Exercise data →
//! # Colors
//!
//! Every pixel in a document is a straight (non-premultiplied) 32-bit `0xAARRGGBB` value.

/// A packed, straight-alpha ARGB color.
///
/// Alpha 0 is fully transparent, 255 fully opaque. Unlike premultiplied representations,
/// transparent colors are *not* normalized, `0x00FF0000` and `0x00000000` are distinct pixels.
#[repr(transparent)]
#[derive(
    Copy,
    Clone,
    PartialEq,
    Eq,
    PartialOrd,
    Ord,
    Hash,
    Default,
    bytemuck::Pod,
    bytemuck::Zeroable,
    serde::Serialize,
    serde::Deserialize,
)]
#[serde(transparent)]
pub struct Argb(pub u32);
impl Argb {
    pub const TRANSPARENT: Self = Self(0x0000_0000);
    pub const BLACK: Self = Self(0xFF00_0000);
    pub const WHITE: Self = Self(0xFFFF_FFFF);

    #[must_use]
    pub const fn new(alpha: u8, red: u8, green: u8, blue: u8) -> Self {
        Self((alpha as u32) << 24 | (red as u32) << 16 | (green as u32) << 8 | blue as u32)
    }
    /// Fully opaque color.
    #[must_use]
    pub const fn rgb(red: u8, green: u8, blue: u8) -> Self {
        Self::new(0xFF, red, green, blue)
    }
    #[must_use]
    pub const fn alpha(self) -> u8 {
        (self.0 >> 24) as u8
    }
    #[must_use]
    pub const fn red(self) -> u8 {
        (self.0 >> 16) as u8
    }
    #[must_use]
    pub const fn green(self) -> u8 {
        (self.0 >> 8) as u8
    }
    #[must_use]
    pub const fn blue(self) -> u8 {
        self.0 as u8
    }
    /// `[a, r, g, b]`
    #[must_use]
    pub const fn channels(self) -> [u8; 4] {
        self.0.to_be_bytes()
    }
    /// `[r, g, b, a]`, the byte order most image encoders expect.
    #[must_use]
    pub const fn to_rgba_bytes(self) -> [u8; 4] {
        [self.red(), self.green(), self.blue(), self.alpha()]
    }
    #[must_use]
    pub const fn is_transparent(self) -> bool {
        self.alpha() == 0
    }
    #[must_use]
    pub const fn is_opaque(self) -> bool {
        self.alpha() == 0xFF
    }
}
impl From<u32> for Argb {
    fn from(value: u32) -> Self {
        Self(value)
    }
}
impl From<Argb> for u32 {
    fn from(value: Argb) -> Self {
        value.0
    }
}
impl std::fmt::Debug for Argb {
    fn fmt(&self, f: &mut std::fmt::Formatter<'_>) -> std::fmt::Result {
        write!(f, "Argb(#{:08X})", self.0)
    }
}
impl std::fmt::Display for Argb {
    fn fmt(&self, f: &mut std::fmt::Formatter<'_>) -> std::fmt::Result {
        write!(f, "#{:08X}", self.0)
    }
}

#[derive(thiserror::Error, Debug, Clone, PartialEq, Eq)]
pub enum ParseColorError {
    #[error("expected 6 or 8 hex digits, found {0}")]
    BadLength(usize),
    #[error("invalid hex digits in {0:?}")]
    BadDigit(String),
}

/// Parses `#RRGGBB`, `#AARRGGBB`, or either without the leading `#`.
/// Six digit forms are opaque.
impl std::str::FromStr for Argb {
    type Err = ParseColorError;
    fn from_str(s: &str) -> Result<Self, Self::Err> {
        let hex = s.trim();
        let hex = hex.strip_prefix('#').unwrap_or(hex);
        // from_str_radix accepts a leading '+', which we don't.
        if !hex.bytes().all(|b| b.is_ascii_hexdigit()) {
            return Err(ParseColorError::BadDigit(s.to_owned()));
        }
        let value = u32::from_str_radix(hex, 16).map_err(|_| ParseColorError::BadDigit(s.to_owned()));
        match hex.len() {
            6 => Ok(Self(0xFF00_0000 | value?)),
            8 => Ok(Self(value?)),
            len => Err(ParseColorError::BadLength(len)),
        }
    }
}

Task prompt → Count, in the records above, the lines that contain the word "digits"; the answer is that number alone.

Solution below → 2